Instagram and Google has been our main source for digital marketing. Many of our retailers found us online and reached out to source our products. It’s insane how much social media and the internet can impact a brand’s presence. Along our journey, we’ve collaborated with many foodies, bloggers, influencers, restaurants and brands who’ve helped us gain more followers and spread the word with their consumer base. The market events we’ve been at have also helped in terms of building in-person presence with our customers when they get to meet the faces behind the brand.
Where would you like to see the LITS brand in 3 years?
International and as being THE go-to Toronto hot sauce brand. We want to launch a few new products and merch as well. We want it to be as accessible as possible from as many places as possible so that everyone can get sauced. One aspect of the journey we’re really looking forward to is growing our team to have a dedicated person handling each functional department. That way we’ll have more time to dedicate towards business development, creating new recipes and products, and expanding our presence further.
What’s a failure you’ve experienced during this journey and what did you learn from it?
There hasn’t been a standout failure moment, but something that has led to very overwhelming times has been trying to do everything on our own. Although it's normal to be taking care of most things during the startup phase due to resource constraints, it’s extremely difficult and not sustainable in the long run. We’ve learned that even though it’ll cost more to have someone else do it, the time saved, and expertise gained is invaluable.
What’s a piece of advice you wished somebody had told you when you first started LITS?
Build connections because you won’t know when they’re needed until they’re needed. There are so many moving pieces working in the food and manufacturing industry. Throughout our journey, we’ve made some consistent long-term partnerships that we work with for many of our processes. However, and COVID really emphasized this, you can’t always depend on all of them. Find backups for everything/everyone because at some point, you may need them, especially suppliers. We’ve experienced this when it comes to delayed responses, prices fluctuating heavily, suppliers running out of supplies, etc. Being agile is key to keep up with business needs especially when working in a very dynamic, fast-paced environment where timing can mean the difference between being ready for a big sales season and not.
How have your family and friends supported you through your journey? Have you had family or friends question any of your professional choices?
We’ve thankfully had a lot of support from our close friends and family – many of whom were also our first customers, testers, and have helped us with staffing needs on many occasions for events, production days and packaging, especially during busier seasons like winter holidays.
As for the professional choices, we have many that will recognize and acknowledge the decisions that have built up our brand so far. However, as with most things, everyone has an opinion when it comes to what they’d do.

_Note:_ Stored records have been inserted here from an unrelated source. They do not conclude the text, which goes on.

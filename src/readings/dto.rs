use serde::{Deserialize, Serialize};
use time::{Date, OffsetDateTime};
use uuid::Uuid;

use crate::store::{Reading, ReadingDraft, ReadingPatch};
use crate::validate::{self, nullable, ValidationError};

/// Reading as sent by a client. `createdAt`/`updatedAt` and derived fields
/// are ignored if present; `userId` is accepted but never trusted.
#[derive(Debug, Clone, Deserialize)]
#[serde(rename_all = "camelCase")]
pub struct ReadingInput {
    #[serde(default)]
    pub id: Option<Uuid>,
    #[serde(default)]
    pub user_id: Option<Uuid>,
    pub date: String,
    pub ground_floor_reading: i32,
    pub first_floor_reading: i32,
    #[serde(default)]
    pub notes: Option<String>,
    #[serde(default)]
    pub image_url: Option<String>,
}

impl ReadingInput {
    /// Validates the input; `path` prefixes field names in errors.
    /// A missing id is replaced by a fresh v4 UUID.
    pub fn into_draft(self, path: &str) -> Result<ReadingDraft, ValidationError> {
        Ok(ReadingDraft {
            id: self.id.unwrap_or_else(Uuid::new_v4),
            date: validate::parse_date(&format!("{path}date"), &self.date)?,
            ground_floor_reading: self.ground_floor_reading,
            first_floor_reading: self.first_floor_reading,
            notes: self.notes,
            image_url: self.image_url,
        })
    }
}

#[derive(Debug, Clone, Default, Deserialize)]
#[serde(rename_all = "camelCase")]
pub struct ReadingPatchInput {
    #[serde(default)]
    pub date: Option<String>,
    #[serde(default)]
    pub ground_floor_reading: Option<i32>,
    #[serde(default)]
    pub first_floor_reading: Option<i32>,
    #[serde(default, deserialize_with = "nullable")]
    pub notes: Option<Option<String>>,
    #[serde(default, deserialize_with = "nullable")]
    pub image_url: Option<Option<String>>,
}

impl ReadingPatchInput {
    pub fn into_patch(self) -> Result<ReadingPatch, ValidationError> {
        Ok(ReadingPatch {
            date: self
                .date
                .map(|d| validate::parse_date("date", &d))
                .transpose()?,
            ground_floor_reading: self.ground_floor_reading,
            first_floor_reading: self.first_floor_reading,
            notes: self.notes,
            image_url: self.image_url,
        })
    }
}

/// Reading as returned to clients, with `totalConsumption` derived on the fly.
#[derive(Debug, Clone, Serialize)]
#[serde(rename_all = "camelCase")]
pub struct ReadingView {
    pub id: Uuid,
    pub user_id: Uuid,
    #[serde(with = "validate::iso_date")]
    pub date: Date,
    pub ground_floor_reading: i32,
    pub first_floor_reading: i32,
    pub total_consumption: i64,
    pub notes: Option<String>,
    pub image_url: Option<String>,
    #[serde(with = "time::serde::rfc3339")]
    pub created_at: OffsetDateTime,
    #[serde(with = "time::serde::rfc3339")]
    pub updated_at: OffsetDateTime,
}

impl From<Reading> for ReadingView {
    fn from(r: Reading) -> Self {
        Self {
            total_consumption: r.total_consumption(),
            id: r.id,
            user_id: r.user_id,
            date: r.date,
            ground_floor_reading: r.ground_floor_reading,
            first_floor_reading: r.first_floor_reading,
            notes: r.notes,
            image_url: r.image_url,
            created_at: r.created_at,
            updated_at: r.updated_at,
        }
    }
}

#[cfg(test)]
mod tests {
    use super::*;
    use serde_json::json;
    use time::macros::{date, datetime};

    #[test]
    fn input_ignores_client_metadata() {
        let input: ReadingInput = serde_json::from_value(json!({
            "userId": "00000000-0000-0000-0000-000000000001",
            "date": "2023-08-01",
            "groundFloorReading": 1000,
            "firstFloorReading": 500,
            "totalConsumption": 99,
            "createdAt": "2020-01-01T00:00:00Z"
        }))
        .unwrap();

        let draft = input.into_draft("readings[0].").unwrap();
        assert_eq!(draft.date, date!(2023 - 08 - 01));
        assert_eq!(draft.notes, None);
    }

    #[test]
    fn bad_date_names_the_record() {
        let input: ReadingInput = serde_json::from_value(json!({
            "date": "01/08/2023",
            "groundFloorReading": 1,
            "firstFloorReading": 2
        }))
        .unwrap();

        let err = input.into_draft("readings[3].").unwrap_err();
        assert_eq!(err.field, "readings[3].date");
    }

    #[test]
    fn patch_distinguishes_null_from_absent() {
        let patch: ReadingPatchInput =
            serde_json::from_value(json!({ "notes": null, "firstFloorReading": 7 })).unwrap();
        let patch = patch.into_patch().unwrap();
        assert_eq!(patch.notes, Some(None));
        assert_eq!(patch.image_url, None);
        assert_eq!(patch.first_floor_reading, Some(7));
    }

    #[test]
    fn view_serializes_wire_shape() {
        let reading = Reading {
            id: Uuid::nil(),
            user_id: Uuid::nil(),
            date: date!(2023 - 09 - 01),
            ground_floor_reading: 1200,
            first_floor_reading: 600,
            notes: None,
            image_url: None,
            created_at: datetime!(2023-09-01 12:00 UTC),
            updated_at: datetime!(2023-09-01 12:30 UTC),
        };

        let v = serde_json::to_value(ReadingView::from(reading)).unwrap();
        assert_eq!(v["date"], "2023-09-01");
        assert_eq!(v["totalConsumption"], 1800);
        assert_eq!(v["updatedAt"], "2023-09-01T12:30:00Z");
        assert!(v["notes"].is_null());
    }
}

Some will offer said opinions as just ideas, while others will suggest them as “you should do this”. While this can be frustrating at times, we try to take everything with a grain of salt. Some suggestions are helpful and taken as guidance, while others are very much unsolicited and don’t take our efforts into consideration. These things are part of any business and what set apart the doers from the talkers.

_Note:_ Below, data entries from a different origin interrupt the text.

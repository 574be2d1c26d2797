use axum::{
    body::Body,
    http::{Method, Request, StatusCode},
    Router,
};
use meter_sync::{app::build_app, AppState};
use serde_json::Value;
use tower::ServiceExt;

#[allow(dead_code)]
pub const API_KEY: &str = "test-api-key";

/// Router over a fresh in-memory store, plus the state behind it.
#[allow(dead_code)]
pub fn test_app() -> (Router, AppState) {
    let state = AppState::in_memory();
    (build_app(state.clone()), state)
}

/// Sends an authenticated request and decodes the JSON response body
/// (`Value::Null` when the body is empty).
#[allow(dead_code)]
pub async fn call(
    app: &Router,
    method: Method,
    uri: &str,
    body: Option<Value>,
) -> (StatusCode, Value) {
    let mut req = Request::builder()
        .method(method)
        .uri(uri)
        .header("x-api-key", API_KEY);
    let body = match body {
        Some(v) => {
            req = req.header("content-type", "application/json");
            Body::from(v.to_string())
        }
        None => Body::empty(),
    };

    let response = app
        .clone()
        .oneshot(req.body(body).unwrap())
        .await
        .unwrap();
    let status = response.status();
    let bytes = axum::body::to_bytes(response.into_body(), usize::MAX)
        .await
        .unwrap();
    let json = if bytes.is_empty() {
        Value::Null
    } else {
        serde_json::from_slice(&bytes).unwrap_or(Value::Null)
    };
    (status, json)
}

#[allow(dead_code)]
pub async fn push(app: &Router, body: Value) -> (StatusCode, Value) {
    call(app, Method::POST, "/api/v1/sync/push", Some(body)).await
}

/// Pulls everything, or everything after `since`.
#[allow(dead_code)]
pub async fn pull(app: &Router, since: Option<&str>) -> Value {
    let uri = match since {
        Some(s) => format!("/api/v1/sync/pull?since={}", encode_query(s)),
        None => "/api/v1/sync/pull".to_string(),
    };
    let (status, body) = call(app, Method::GET, &uri, None).await;
    assert_eq!(status, StatusCode::OK, "pull failed: {body}");
    body
}

/// Minimal escaping for RFC 3339 values in a query string.
#[allow(dead_code)]
pub fn encode_query(s: &str) -> String {
    s.replace('+', "%2B").replace(':', "%3A")
}
use axum::{async_trait, extract::FromRequestParts, http::request::Parts};
use uuid::Uuid;

use crate::error::AppError;
use crate::state::AppState;

/// Owner of the records a request reads or writes.
///
/// Runs behind the API-key guard, so resolution only ever happens for
/// authenticated callers.
pub struct Owner(pub Uuid);

#[async_trait]
impl FromRequestParts<AppState> for Owner {
    type Rejection = AppError;

    async fn from_request_parts(
        _parts: &mut Parts,
        state: &AppState,
    ) -> Result<Self, Self::Rejection> {
        let owner = state.owners.resolve_owner().await?;
        Ok(Owner(owner))
    }
}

What’s a purchase you’ve made that you’ve splurged on recently in the last few years that you have no regret about?
My All-Clad D3 stainless steel set of pots and pans. Definitely a splurge moment, but worth the investment for anyone who has a passion for cooking and doesn’t want to replace their pans every few years. I’ve loved every bit of having them and I make really good use of them.
What do you do outside of work for fun?
Cook, travel (when possible), watch anime and cooking shows. Some of my go-to’s for shows include One Piece, Kitchen Nightmares, Somebody Feed Phil, and Chef’s Table. I love exploring and learning about different people, places and foods. I think expanding beyond your norm to see what’s out there is really important to grow as a person and explore different cultures.
In terms of your personal legacy, in a few sentences, describe how you want to be remembered by your family and friends?
I want to be remembered for pushing past the status quo to pursue my dreams, breaking boundaries, and bringing people together, especially through food and meaningful conversations. I want to be remembered for emphasizing the importance of seeking internal happiness and encouraging people to invest in things that fill their soul more than just their pockets.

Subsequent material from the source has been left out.